In a wok or, failing that, a large non-stick skillet, over high heat, heat the peanut oil. Add the garlic and ginger, and minced chiles, and stir fry for a few seconds, before adding the lime leaves and pineapple. Stir fry until the pineapple starts to caramelize, and then add in the rice. Use a spatula (or wok tool) to fold the rice in the dish, coating all of the rice with the oil and seasonings. Sprinkle with fish sauce, and fold the rice again. Add the soy sauce, and fold again. Add the chile strips, some torn up basil, and the sliced green onions, and fold again. Taste the rice and see if it wants more fish sauce or soy. You want a bit of separation of rice grains, here, so that each grain of rice gets a nice "fried" texture and flavour. In practice, it will still cling gently to its neighbours. Keep gently turning the rice until everything is evenly distributed.

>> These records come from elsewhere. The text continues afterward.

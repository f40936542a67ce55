//! Source location spans.
//!
//! Byte ranges into the text a span of code came from. Offsets are stored as
//! `u32`; anything larger saturates instead of panicking, since documents are
//! user input.

use std::fmt;

/// Half-open byte range `start..end`.
#[derive(Copy, Clone, Eq, PartialEq, Hash, Default)]
pub struct Span {
    pub start: u32,
    pub end: u32,
}

impl Span {
    /// Placeholder span for synthesized nodes.
    pub const DUMMY: Span = Span { start: 0, end: 0 };

    #[inline]
    pub const fn new(start: u32, end: u32) -> Self {
        Span { start, end }
    }

    /// Create from a `usize` byte range, saturating at `u32::MAX`.
    #[inline]
    pub fn from_range(range: std::ops::Range<usize>) -> Self {
        let start = u32::try_from(range.start).unwrap_or(u32::MAX);
        let end = u32::try_from(range.end).unwrap_or(u32::MAX);
        Span { start, end }
    }

    /// Zero-length span at `offset`.
    #[inline]
    pub fn point(offset: usize) -> Span {
        Self::from_range(offset..offset)
    }

    #[inline]
    pub const fn len(&self) -> u32 {
        self.end.saturating_sub(self.start)
    }

    #[inline]
    pub const fn is_empty(&self) -> bool {
        self.start >= self.end
    }

    /// Smallest span covering both.
    #[inline]
    #[must_use]
    pub fn merge(self, other: Span) -> Span {
        Span {
            start: self.start.min(other.start),
            end: self.end.max(other.end),
        }
    }

    #[inline]
    pub fn to_range(&self) -> std::ops::Range<usize> {
        self.start as usize..self.end as usize
    }

    /// 1-based line number of `start` within `source`.
    ///
    /// Offsets past the end of `source` report the last line.
    pub fn line_in(&self, source: &str) -> usize {
        let end = (self.start as usize).min(source.len());
        let prefix = source.get(..end).unwrap_or(source);
        count_newlines(prefix.as_bytes()) + 1
    }
}

fn count_newlines(bytes: &[u8]) -> usize {
    bytes.iter().filter(|&&b| b == b'\n').count()
}

impl fmt::Debug for Span {
    fn fmt(&self, f: &mut fmt::Formatter<'_>) -> fmt::Result {
        write!(f, "{}..{}", self.start, self.end)
    }
}

impl fmt::Display for Span {
    fn fmt(&self, f: &mut fmt::Formatter<'_>) -> fmt::Result {
        write!(f, "{}..{}", self.start, self.end)
    }
}

#[cfg(test)]
mod tests {
    use super::*;

    #[test]
    fn merge_covers_both() {
        let merged = Span::new(10, 20).merge(Span::new(15, 30));
        assert_eq!(merged, Span::new(10, 30));
        assert_eq!(merged.len(), 20);
    }

    #[test]
    fn from_range_saturates() {
        let span = Span::from_range(0..usize::MAX);
        assert_eq!(span.end, u32::MAX);
    }

    #[test]
    fn line_numbers_are_one_based() {
        let source = "a\nbb\nccc";
        assert_eq!(Span::point(0).line_in(source), 1);
        assert_eq!(Span::point(2).line_in(source), 2);
        assert_eq!(Span::point(5).line_in(source), 3);
        assert_eq!(Span::point(500).line_in(source), 3);
    }

    #[test]
    fn empty_and_debug() {
        assert!(Span::point(4).is_empty());
        assert_eq!(format!("{:?}", Span::new(1, 3)), "1..3");
    }
}
//! Executing [`Options`]: read the document, process it, write the result.
//!
//! The output file is written only after processing succeeded, through a
//! temporary file in the same directory that is renamed over the target.
//! A failing document therefore never creates or truncates its output.

use std::fmt::Write as _;
use std::fs;
use std::io::{self, Read, Write};
use std::path::Path;

use pytex_segment::segments;

use crate::error::CliError;
use crate::options::{Input, Mode, Options, Output};
use crate::Converter;

/// Carry out one invocation.
#[tracing::instrument(level = "info", skip_all, fields(input = %options.input.display_path().display()))]
pub fn run(options: &Options) -> Result<(), CliError> {
    if let (Input::File(input), Output::File(output)) = (&options.input, &options.output) {
        if same_file(input, output) {
            return Err(CliError::OutputIsInput {
                path: output.clone(),
            });
        }
    }

    let document = read_input(&options.input)?;
    let text = match options.mode {
        Mode::Convert => Converter::new().convert(&document)?,
        Mode::Segments => describe_segments(&document),
    };
    write_output(&options.output, &text)?;
    tracing::info!(bytes = text.len(), "wrote output");
    Ok(())
}

fn same_file(a: &Path, b: &Path) -> bool {
    match (fs::canonicalize(a), fs::canonicalize(b)) {
        (Ok(a), Ok(b)) => a == b,
        _ => a == b,
    }
}

fn read_input(input: &Input) -> Result<String, CliError> {
    let path = input.display_path();
    let bytes = match input {
        Input::Stdin => {
            let mut bytes = Vec::new();
            io::stdin()
                .read_to_end(&mut bytes)
                .map_err(|err| CliError::io("read", path, err))?;
            bytes
        }
        Input::File(file) => fs::read(file).map_err(|err| CliError::io("read", path, err))?,
    };
    String::from_utf8(bytes).map_err(|source| CliError::Utf8 {
        path: path.to_path_buf(),
        source,
    })
}

fn write_output(output: &Output, text: &str) -> Result<(), CliError> {
    match output {
        Output::Stdout => {
            let mut stdout = io::stdout().lock();
            stdout
                .write_all(text.as_bytes())
                .and_then(|()| stdout.flush())
                .map_err(|err| CliError::io("write", "<stdout>", err))
        }
        Output::File(path) => write_atomically(path, text),
    }
}

fn write_atomically(path: &Path, text: &str) -> Result<(), CliError> {
    let dir = match path.parent() {
        Some(dir) if !dir.as_os_str().is_empty() => dir,
        _ => Path::new("."),
    };
    let mut file =
        tempfile::NamedTempFile::new_in(dir).map_err(|err| CliError::io("write", path, err))?;
    file.write_all(text.as_bytes())
        .map_err(|err| CliError::io("write", path, err))?;
    file.persist(path)
        .map_err(|err| CliError::io("write", path, err.error))?;
    Ok(())
}

/// One line per segment: index, kind, byte range and the quoted text.
pub fn describe_segments(document: &str) -> String {
    let mut out = String::new();
    for (index, segment) in segments(document).enumerate() {
        let range = segment.span().to_range();
        let _ = write!(
            out,
            "{index}\t{}\t{}..{}\t{:?}",
            segment.kind(),
            range.start,
            range.end,
            segment.text()
        );
        if !segment.is_terminated() {
            out.push_str("\t(unterminated)");
        }
        out.push('\n');
    }
    out
}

Tweak the seasonings as desired, adding more fish sauce or soy, or a pinch of sugar if that rocks your world, I don't think it needs it with the pineapple, but you choose. Turn out the rice into a large serving bowl, and garnish with cilantro and lime quarters for squeezing over individual portions. The cucumber garnish is of course, entirely optional, but it makes for a nice presentation, and I love eating cucumber slices, so it makes good sense to me.

If this is your main dish, you may want to top it with a crispy-fried sunny egg for each person. If you want to make it hotter, there's always sriracha, or more chiles.

The chile-star garnishes, by the way, are supremely easy. Using those little red Thai chiles, and a sharp knife, slice lengthwise through the chiles in a sort of asterisk pattern, being careful to stop at the top end of the chile. Gently scrape out any seeds. Place the cut chile in a bowl of cold water, and watch it curl open into a star/flower. If it isn't opening up nicely after 30 minutes, check to see if you need to cut down a little closer to the stem. I like to do these up for rice noodle dishes, too - it's the first thing I do when I walk into the kitchen, since they take time to open, and the cold water keeps them fresh until needed.